Najpierw USG i fizjoterapeuta.
Ale zrobisz, jak uważasz
Krysia S.

Krysia S. adiunkt, AGH

No jasne, że USG, a jak nic nie wyjdzie, to będzie bieganie. Jak wyjdzie, to się zadecyduje.
Krysia S.

Krysia S. adiunkt, AGH

No więc:
Nie mam zapalenia Achillesa. Prawdopodobnie wcale nie miałam. Mam natomiast zmiany zwyrodnieniowe i muszę dbać o to, żeby się nie pogłębiały. Pani wygłaskała i wymiziała mi całą łydkę i zapytała, czy nie boli mnie tam wyżej, z boku. Nie boli, ale bolało, oj, bolało! Chodzić nie mogłam. W sierpniu. Okazuje się, że miałam naderwany mięsień tam i że od tego ten Achilles się zwyrodnił. No trudno. Ale biegać mogę. Tylko koniecznie mam się rozgrzewać i rozciągać. Przed. A PO tylko rozciągać. Bo po co się rozgrzewać po? Tyle relacji, od jutra kicam w wolnym tempie, żeby sobie przypomnieć jak to jest. Ze zwyrodniałym Achillesem, draniem jednym.
Piotr Ciuk

Piotr Ciuk Engagement Manager -
sektor publiczny,
Fujitsu
Technology...

Krysia Sch:
No więc:
Nie mam zapalenia Achillesa. Prawdopodobnie wcale nie miałam. Mam natomiast zmiany zwyrodnieniowe i muszę dbać o to, żeby się nie pogłębiały.
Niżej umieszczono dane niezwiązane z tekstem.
#![allow(clippy::missing_errors_doc, clippy::missing_panics_doc)]
use std::process::exit;

use clap::{Parser, Subcommand};
use env_logger::Env;
use log::error;
use seqfetch_lib::tools::bgzip::{run as bgzip, Opts as BgzipOpts};
use seqfetch_lib::tools::extract::{run as extract, Opts as ExtractOpts};
use seqfetch_lib::tools::index::{run as index, Opts as IndexOpts};
use seqfetch_lib::tools::info::{run as info, Opts as InfoOpts};
use seqfetch_lib::tools::stress::{run as stress, Opts as StressOpts};

#[derive(Parser)]
#[clap(author, version, about, long_about = None)]
#[clap(propagate_version = true)]
struct Cli {
    #[clap(subcommand)]
    command: Commands,
}

// One variant per tool, each wrapping that tool's option struct
#[derive(Subcommand)]
enum Commands {
    /// Builds the .fai (and optionally .gzi) index of a FASTA/FASTQ file
    Index(IndexOpts),
    /// Extracts regions from an indexed FASTA/FASTQ file
    Extract(ExtractOpts),
    /// Lists record names and lengths
    Info(InfoOpts),
    /// Compresses a file to BGZF with a .gzi block index
    Bgzip(BgzipOpts),
    /// Fetches regions from many threads at once
    Stress(StressOpts),
}

#[cfg(not(tarpaulin_include))]
fn main() {
    if std::env::var("RUST_LOG").is_err() {
        std::env::set_var("RUST_LOG", "info");
    }
    env_logger::Builder::from_env(Env::default().default_filter_or("info")).init();

    let cli = Cli::parse();

    let result = match &cli.command {
        Commands::Index(opts) => index(opts),
        Commands::Extract(opts) => extract(opts),
        Commands::Info(opts) => info(opts),
        Commands::Bgzip(opts) => bgzip(opts),
        Commands::Stress(opts) => stress(opts),
    };

    if let Err(err) = result {
        error!("{:#}", err);
        exit(1);
    }
}
use std::{
    io::{self, BufWriter, Write},
    path::PathBuf,
};

use anyhow::Result;
use clap::Parser;
use log::info;

use crate::{
    handle::{IndexHandle, IndexPaths, LoadOptions},
    index::fasta_index::SequenceFormat,
    utils::{built_info, BUFFERSIZE},
};

/// Lists the name and length of every record in an indexed FASTA/FASTQ file
#[derive(Parser, Debug)]
#[clap(name = "info", verbatim_doc_comment, version = built_info::VERSION.as_str())]
pub struct Opts {
    /// The input FASTA/FASTQ file.
    #[clap(display_order = 1)]
    pub input: PathBuf,

    /// Treat the input as FASTQ.
    #[clap(long, display_order = 2)]
    pub fastq: bool,

    /// The .fai index (default: <input>.fai).
    #[clap(long, display_order = 3)]
    pub fai: Option<PathBuf>,
}

/// Writes one `name<TAB>length` line per record, in file order.
pub fn write_info<W: Write>(index: &IndexHandle, writer: &mut W) -> io::Result<()> {
    for entry in index.offset_index().iter() {
        writeln!(writer, "{}\t{}", entry.name, entry.record_length)?;
    }
    writer.flush()
}

// Run info
pub fn run(opts: &Opts) -> Result<(), anyhow::Error> {
    let format = if opts.fastq { SequenceFormat::Fastq } else { SequenceFormat::Fasta };
    let mut paths = IndexPaths::for_source(&opts.input);
    if let Some(fai) = &opts.fai {
        paths = paths.with_fai(fai);
    }
    let index = IndexHandle::load_with(paths, LoadOptions::new(format).create_if_missing(true))?;

    let mut writer = BufWriter::with_capacity(BUFFERSIZE, io::stdout());
    write_info(&index, &mut writer)?;
    info!("{} records in {:?}", index.count(), opts.input);
    Ok(())
}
Pani wygłaskała i wymiziała mi całą łydkę i zapytała, czy nie boli mnie tam wyżej, z boku. Nie boli, ale bolało, oj, bolało! Chodzić nie mogłam. W sierpniu. Okazuje się, że miałam naderwany mięsień tam i że od tego ten Achilles się zwyrodnił. No trudno. Ale biegać mogę. Tylko koniecznie mam się rozgrzewać i rozciągać. Przed. A PO tylko rozciągać. Bo po co się rozgrzewać po? Tyle relacji, od jutra kicam w wolnym tempie, żeby sobie przypomnieć jak to jest. Ze zwyrodniałym Achillesem, draniem jednym.
jak jest zwyrodnienie to trzeba łydkę wzmaćniać. Rozciągać przed ? Hm.. jeśli chcesz sobie pozrywać to i owo ..... tylko po długiej rozgrzewce i delikatnie jeśli już
ja pewnie mam to samo co Ty bo mnie boli a lekarz wczoraj zbadał, że zapalenia nie ma. Coż pewnie wcześniej czy później może się zerwać, ale trzeba to wkalkulować w ryzyko biegania
Krysia S.

Krysia S. adiunkt, AGH

Pobiegałam 2 razy. Po 6 km. Oczywiście rozgrzewkę zrobiłam. I dzisiaj znowu zaczęło mi skrzypieć w Achillesie. Nie boli nic, tylko to zgrzytanie jest denerwujące.
Nie wiem, czy mam odpuścić i czekać aż to minie, czy nie minie i już?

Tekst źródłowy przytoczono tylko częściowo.